PROVIDED RECORDS Block Start

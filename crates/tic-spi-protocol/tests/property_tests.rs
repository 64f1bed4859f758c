//! Property-based tests for the register codec, envelopes and reassembler.
//!
//! Uses proptest with 500 cases per property.

use proptest::prelude::*;
use tic_spi_protocol::{
    CodecConfig, Configuration, FEEDBACK_HEADER_LEN, FeedbackHeader, FrameCharacteristics,
    FrameReassembler, RAW_DATA_HEADER_LEN, RawDataHeader, ReassemblyError, ReassemblyEvent,
    ReassemblyState, Register, RegisterKind, StatusRegister, TicError, WRITE_HEADER_LEN,
    WriteDataType,
    build_feedback, build_raw_data, build_write, decode_register, encode_register,
    parse_feedback, parse_raw_data, parse_write,
};

/// Bits each device-reported register keeps; everything else is reserved.
fn defined_bits(kind: RegisterKind) -> u32 {
    match kind {
        RegisterKind::Status => 0xFF00_03FF,
        RegisterKind::FrameCharacteristics => 0x1FFF_FFFF,
        RegisterKind::Error => 0xFFFF_8007,
        RegisterKind::DataSize => 0x000F_FFFF,
        RegisterKind::Capabilities => 0xFF0F_FF0E,
        RegisterKind::Configuration => 0x0000_01FF,
        RegisterKind::Command => 0x0000_00FF,
        RegisterKind::PowerManagementControl => 0x0000_0007,
        _ => u32::MAX,
    }
}

const DEVICE_REGISTERS: [RegisterKind; 10] = [
    RegisterKind::Status,
    RegisterKind::FrameCharacteristics,
    RegisterKind::Error,
    RegisterKind::Identification,
    RegisterKind::DataSize,
    RegisterKind::Capabilities,
    RegisterKind::VendorHwInfo,
    RegisterKind::HardwareRevision,
    RegisterKind::FirmwareRevision,
    RegisterKind::CompatRevision,
];

fn fc(index: u8, count: u8, size: u32) -> FrameCharacteristics {
    FrameCharacteristics {
        microframe_size: size,
        microframes_per_frame: count,
        microframe_index: index,
        hid_report: false,
    }
}

proptest! {
    #![proptest_config(ProptestConfig::with_cases(500))]

    /// Device-reported registers re-encode to the raw word with reserved
    /// bits cleared.
    #[test]
    fn prop_device_register_raw_round_trip(
        kind_index in 0usize..DEVICE_REGISTERS.len(),
        raw in any::<u32>(),
    ) {
        let kind = DEVICE_REGISTERS[kind_index];
        let decoded = decode_register(kind, raw);
        let encoded = encode_register(kind, &decoded.value)
            .map_err(|e| TestCaseError::fail(format!("{kind} encode failed: {e}")))?;
        prop_assert_eq!(encoded, raw & defined_bits(kind), "{} raw {:#010x}", kind, raw);
    }

    /// Test control has no reserved bits.
    #[test]
    fn prop_test_control_round_trip(raw in any::<u32>()) {
        let decoded = decode_register(RegisterKind::TestControl, raw);
        prop_assert_eq!(encode_register(RegisterKind::TestControl, &decoded.value), Ok(raw));
    }

    /// Host-written configuration words with defined selectors round-trip;
    /// undefined selectors are refused.
    #[test]
    fn prop_configuration_selectors(
        touch in any::<bool>(),
        hid in any::<bool>(),
        bulk in 0u32..16,
        freq in 0u32..8,
    ) {
        let raw = u32::from(touch) | (u32::from(hid) << 1) | (bulk << 2) | (freq << 6);
        let result = Configuration::decode(raw).encode();
        if bulk <= 4 && freq <= 2 {
            prop_assert_eq!(result, Ok(raw));
        } else {
            let is_range_error = matches!(result, Err(TicError::FieldOutOfRange { .. }));
            prop_assert!(is_range_error);
        }
    }

    /// The sync condition is reported exactly when the top byte is not 0x5A.
    #[test]
    fn prop_sync_mismatch_iff_top_byte(raw in any::<u32>()) {
        let decoded = decode_register(RegisterKind::Status, raw);
        prop_assert_eq!(decoded.is_trusted(), (raw >> 24) == 0x5A);
        prop_assert_eq!(StatusRegister::decode(raw).sync_mismatch(), (raw >> 24) != 0x5A);
    }

    /// N consistent micro-frames yield exactly one complete frame of N * size bytes.
    #[test]
    fn prop_reassembly_completes(count in 1u8..=31, size in 0u32..=64) {
        let mut reassembler = FrameReassembler::default();
        let chunk = vec![0xA5u8; size as usize];
        let mut completed = 0usize;
        for index in 1..=count {
            match reassembler.push(&fc(index, count, size), &chunk) {
                Ok(ReassemblyEvent::Complete(frame)) => {
                    completed += 1;
                    prop_assert_eq!(frame.data.len(), usize::from(count) * size as usize);
                    prop_assert_eq!(frame.microframes, count);
                }
                Ok(ReassemblyEvent::Pending { received, expected }) => {
                    prop_assert_eq!(received, index);
                    prop_assert_eq!(expected, count);
                }
                Err(e) => return Err(TestCaseError::fail(format!("unexpected fault: {e}"))),
            }
        }
        prop_assert_eq!(completed, 1);
    }

    /// Skipping an index faults and never completes the frame.
    #[test]
    fn prop_reassembly_out_of_order_faults(count in 3u8..=31, skip in 2u8..=30) {
        prop_assume!(skip < count);
        let mut reassembler = FrameReassembler::default();
        let mut saw_complete = false;
        let mut saw_fault = false;
        for index in (1..=count).filter(|&i| i != skip) {
            match reassembler.push(&fc(index, count, 1), &[0]) {
                Ok(ReassemblyEvent::Complete(_)) => saw_complete = true,
                Ok(ReassemblyEvent::Pending { .. }) => {}
                Err(ReassemblyError::UnexpectedIndex { .. }) => saw_fault = true,
                Err(e) => return Err(TestCaseError::fail(format!("unexpected error: {e}"))),
            }
        }
        prop_assert!(saw_fault);
        prop_assert!(!saw_complete);
    }

    /// Index 1 arriving mid-frame faults; the following index 1 starts fresh.
    #[test]
    fn prop_reassembly_index_one_mid_frame_faults(count in 2u8..=31, k in 1u8..=30) {
        prop_assume!(k < count);
        let mut reassembler = FrameReassembler::default();
        for index in 1..=k {
            let pushed = reassembler.push(&fc(index, count, 1), &[index]);
            let is_pending = matches!(pushed, Ok(ReassemblyEvent::Pending { .. }));
            prop_assert!(is_pending);
        }
        prop_assert_eq!(
            reassembler.push(&fc(1, count, 1), &[0]),
            Err(ReassemblyError::UnexpectedIndex { expected: k + 1, actual: 1 })
        );
        prop_assert!(matches!(reassembler.state(), ReassemblyState::Faulted(_)));

        match reassembler.push(&fc(1, 1, 1), &[0xEE]) {
            Ok(ReassemblyEvent::Complete(frame)) => prop_assert_eq!(frame.data, &[0xEEu8][..]),
            other => return Err(TestCaseError::fail(format!("expected complete, got {other:?}"))),
        }
    }

    /// Parsers never panic and only fail with structural errors.
    #[test]
    fn prop_parse_arbitrary_bytes(bytes in proptest::collection::vec(any::<u8>(), 0..160)) {
        for result in [
            parse_raw_data(&bytes).map(|_| ()),
            parse_feedback(&bytes).map(|_| ()),
            parse_write(&bytes).map(|_| ()),
        ] {
            if let Err(e) = result {
                let structural = matches!(
                    e,
                    TicError::TruncatedHeader { .. } | TicError::TruncatedPayload { .. }
                );
                prop_assert!(structural, "unexpected error {e:?}");
            }
        }
    }

    /// Built envelopes parse back to the same payload and ids.
    #[test]
    fn prop_envelopes_build_then_parse(
        payload in proptest::collection::vec(any::<u8>(), 0..512),
        buffer_id in any::<u32>(),
        spi_offset in 0u32..0x1_0000,
    ) {
        let config = CodecConfig::default();

        let raw_header = RawDataHeader { buffer_id, ..RawDataHeader::default() };
        let raw = build_raw_data(&raw_header, &payload, &config)
            .map_err(|e| TestCaseError::fail(e.to_string()))?;
        prop_assert_eq!(raw.len(), RAW_DATA_HEADER_LEN + payload.len());
        let parsed = parse_raw_data(&raw).map_err(|e| TestCaseError::fail(e.to_string()))?;
        prop_assert_eq!(parsed.header.buffer_id, buffer_id);
        prop_assert_eq!(parsed.payload, payload.as_slice());

        let feedback_header = FeedbackHeader { buffer_id, spi_offset, ..FeedbackHeader::default() };
        let feedback = build_feedback(&feedback_header, &payload, &config)
            .map_err(|e| TestCaseError::fail(e.to_string()))?;
        prop_assert_eq!(feedback.len(), FEEDBACK_HEADER_LEN + payload.len());
        let parsed = parse_feedback(&feedback).map_err(|e| TestCaseError::fail(e.to_string()))?;
        prop_assert_eq!(parsed.header.spi_offset, spi_offset);
        prop_assert_eq!(parsed.payload, payload.as_slice());

        let write = build_write(WriteDataType::DataLoad, &payload, &config)
            .map_err(|e| TestCaseError::fail(e.to_string()))?;
        prop_assert_eq!(write.len(), WRITE_HEADER_LEN + payload.len());
        let parsed = parse_write(&write).map_err(|e| TestCaseError::fail(e.to_string()))?;
        prop_assert_eq!(parsed.header.len as usize, payload.len());
        prop_assert_eq!(parsed.payload, payload.as_slice());
    }

    /// Short buffers are rejected as truncated headers.
    #[test]
    fn prop_short_headers_rejected(len in 0usize..RAW_DATA_HEADER_LEN) {
        let bytes = vec![0u8; len];
        let raw_truncated = matches!(parse_raw_data(&bytes), Err(TicError::TruncatedHeader { .. }));
        let feedback_truncated = matches!(parse_feedback(&bytes), Err(TicError::TruncatedHeader { .. }));
        prop_assert!(raw_truncated);
        prop_assert!(feedback_truncated);
    }
}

PROVIDED RECORDS Block End

• **ABOUT THIS EXERCISE**
There is a line with "prop_assert_eq!(encoded, raw &" and a line with "prop_assert_eq!(decoded.is_trusted(), (raw >>" above. Copy exactly those two lines and all lines between them, with nothing else.

• **OUTPUT**
        prop_assert_eq!(encoded, raw & defined_bits(kind), "{} raw {:#010x}", kind, raw);
    }

    /// Test control has no reserved bits.
    #[test]
    fn prop_test_control_round_trip(raw in any::<u32>()) {
        let decoded = decode_register(RegisterKind::TestControl, raw);
        prop_assert_eq!(encode_register(RegisterKind::TestControl, &decoded.value), Ok(raw));
    }

    /// Host-written configuration words with defined selectors round-trip;
    /// undefined selectors are refused.
    #[test]
    fn prop_configuration_selectors(
        touch in any::<bool>(),
        hid in any::<bool>(),
        bulk in 0u32..16,
        freq in 0u32..8,
    ) {
        let raw = u32::from(touch) | (u32::from(hid) << 1) | (bulk << 2) | (freq << 6);
        let result = Configuration::decode(raw).encode();
        if bulk <= 4 && freq <= 2 {
            prop_assert_eq!(result, Ok(raw));
        } else {
            let is_range_error = matches!(result, Err(TicError::FieldOutOfRange { .. }));
            prop_assert!(is_range_error);
        }
    }

    /// The sync condition is reported exactly when the top byte is not 0x5A.
    #[test]
    fn prop_sync_mismatch_iff_top_byte(raw in any::<u32>()) {
        let decoded = decode_register(RegisterKind::Status, raw);
        prop_assert_eq!(decoded.is_trusted(), (raw >> 24) == 0x5A);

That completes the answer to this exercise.